Table_1_Identification of cuproptosis-associated subtypes and signature genes for diagnosis and risk prediction of Ulcerative colitis based on machine learning.xlsx

BackgroundUlcerative colitis (UC) is a chronic and debilitating inflammatory bowel disease that impairs quality of life. Cuproptosis, a recently discovered form of cell death, has been linked to many inflammatory diseases, including UC. This study aimed to examine the biological and clinical significance of cuproptosis-related genes in UC. MethodsThree gene expression profiles of UC were obtained from the Gene Expression Omnibus (GEO) database to form the combined dataset. Differential analysis was performed based on the combined dataset to identify differentially expressed genes, which were intersected with cuproptosis-related genes to obtain differentially expressed cuproptosis-related genes (DECRGs). Machine learning was conducted based on DECRGs to identify signature genes. The prediction model of UC was established using signature genes, and the molecular subtypes related to cuproptosis of UC were identified. Functional enrichment analysis and immune infiltration analysis were used to evaluate the biological characteristics and immune infiltration landscape of signature genes and molecular subtypes. ResultsSeven signature genes (ABCB1, AQP1, BACE1, CA3, COX5A, DAPK2, and LDHD) were identified through the machine learning algorithms, and the nomogram built from these genes had excellent predictive performance. The 298 UC samples were divided into two subtypes through consensus cluster analysis. The results of the functional enrichment analysis and immune infiltration analysis revealed significant differences in gene expression patterns, biological functions, and enrichment pathways between the cuproptosis-related molecular subtypes of UC. The immune infiltration analysis also showed that the immune cell infiltration in cluster A was significantly higher than that of cluster B, and six of the characteristic genes (excluding BACE1) had higher expression levels in subtype B than in subtype A. ConclusionsThis study identified several promising signature genes and developed a nomogram with strong predictive capabilities. The identification of distinct subtypes of UC enhances our current understanding of UC’s underlying pathogenesis and provides a foundation for personalized diagnosis and treatment in the future.

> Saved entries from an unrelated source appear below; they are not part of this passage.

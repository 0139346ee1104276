//! Module registry
//!
//! Owns every loaded module's scope tree, resolves cross-module identifier
//! lookup, and tracks which modules are imported into which. Module 0 is
//! the builtin module: host-registered symbols, always searchable.

use super::scope::{Scope, ScopeKind, ScopeRef, Symbol};
use crate::ast::FuncDecl;
use std::collections::{HashMap, HashSet};
use std::rc::Rc;

/// Identifier of a loaded module
pub type ModuleId = usize;

/// The builtin module id
pub const BUILTIN_MODULE: ModuleId = 0;

/// An independently loaded unit of script source
#[derive(Debug)]
pub struct Module {
    pub id: ModuleId,
    /// Source path, or a synthetic name for the builtin/repl modules
    pub name: String,
    /// Root of the module's scope tree
    pub global: ScopeRef,
    /// Every top-level function declaration of the module, one entry per
    /// distinct signature in declaration order, so a call can lazily
    /// materialize a function (and all of its overloads) declared later
    /// in the file
    pub definitions: HashMap<String, Vec<Rc<FuncDecl>>>,
    /// Modules this module has imported
    imports: HashSet<ModuleId>,
}

impl Module {
    pub fn has_imported(&self, id: ModuleId) -> bool {
        self.imports.contains(&id)
    }
}

/// Registry of all loaded modules
#[derive(Debug)]
pub struct ModuleRegistry {
    modules: Vec<Module>,
}

impl ModuleRegistry {
    /// Create a registry with the builtin module already registered
    pub fn new() -> Self {
        let builtin = Module {
            id: BUILTIN_MODULE,
            name: "<builtins>".to_string(),
            global: Scope::new(ScopeKind::Builtin).into_ref(),
            definitions: HashMap::new(),
            imports: HashSet::new(),
        };
        ModuleRegistry {
            modules: vec![builtin],
        }
    }

    /// Register a new module and return its id
    pub fn register(&mut self, name: impl Into<String>) -> ModuleId {
        let id = self.modules.len();
        self.modules.push(Module {
            id,
            name: name.into(),
            global: Scope::new(ScopeKind::Global).into_ref(),
            definitions: HashMap::new(),
            imports: HashSet::new(),
        });
        id
    }

    pub fn module(&self, id: ModuleId) -> &Module {
        &self.modules[id]
    }

    pub fn module_mut(&mut self, id: ModuleId) -> &mut Module {
        &mut self.modules[id]
    }

    /// Find an already-registered module by name
    pub fn find_by_name(&self, name: &str) -> Option<ModuleId> {
        self.modules.iter().find(|m| m.name == name).map(|m| m.id)
    }

    pub fn mark_imported(&mut self, importer: ModuleId, imported: ModuleId) {
        self.modules[importer].imports.insert(imported);
    }

    /// Cross-module symbol search.
    ///
    /// Checks the requesting module's own global scope first, then every
    /// other module. A foreign symbol is visible when its module is the
    /// builtin module, or the symbol is not `local` and its module was
    /// imported by the requester, or its module is `pass_id` — the
    /// pass-through id granted to the currently executing function body so
    /// it resolves names with its defining module's permissions.
    pub fn search(&self, requester: ModuleId, name: &str, pass_id: ModuleId) -> Option<Symbol> {
        if let Some(sym) = self.modules[requester].global.borrow().get(name) {
            return Some(sym);
        }
        for module in &self.modules {
            if module.id == requester {
                continue;
            }
            if let Some(sym) = module.global.borrow().get(name) {
                let visible = module.id == BUILTIN_MODULE
                    || module.id == pass_id
                    || (!sym.is_local && self.modules[requester].has_imported(module.id));
                if visible {
                    return Some(sym);
                }
            }
        }
        None
    }
}

impl Default for ModuleRegistry {
    fn default() -> Self {
        Self::new()
    }
}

背景：溃疡性结肠炎（Ulcerative colitis, UC）是一种慢性致残性炎症性肠病，会严重损害患者的生活质量。铜死亡（Cuproptosis）是近年新发现的细胞死亡形式，已被证实与包括UC在内的多种炎症性疾病存在关联。本研究旨在探讨铜死亡相关基因在UC中的生物学及临床意义。 方法：从基因表达综合数据库（Gene Expression Omnibus, GEO）中获取3组UC基因表达谱以构建合并数据集。基于该合并数据集开展差异表达分析，筛选差异表达基因，并将其与铜死亡相关基因取交集，得到差异表达铜死亡相关基因（differentially expressed cuproptosis-related genes, DECRGs）。基于DECRGs进行机器学习分析以筛选特征基因。利用特征基因构建UC预测模型，并识别UC中与铜死亡相关的分子亚型。通过功能富集分析与免疫浸润分析，评估特征基因及分子亚型的生物学特征与免疫浸润格局。 结果：通过机器学习算法共筛选得到7个特征基因（ABCB1、AQP1、BACE1、CA3、COX5A、DAPK2、LDHD），基于这些基因构建的列线图（nomogram）展现出优异的预测性能。对298例UC样本进行一致性聚类分析，将其划分为2个亚型。功能富集分析与免疫浸润分析结果显示，UC的铜死亡相关分子亚型在基因表达模式、生物学功能及富集通路上均存在显著差异。免疫浸润分析还发现，簇A的免疫细胞浸润水平显著高于簇B，且除BACE1外的6个特征基因在亚型B中的表达水平均高于亚型A。 结论：本研究筛选得到多个具有应用前景的特征基因，并构建了预测能力优异的列线图。对UC不同亚型的识别加深了我们对UC潜在发病机制的理解，可为未来个体化诊疗提供理论基础。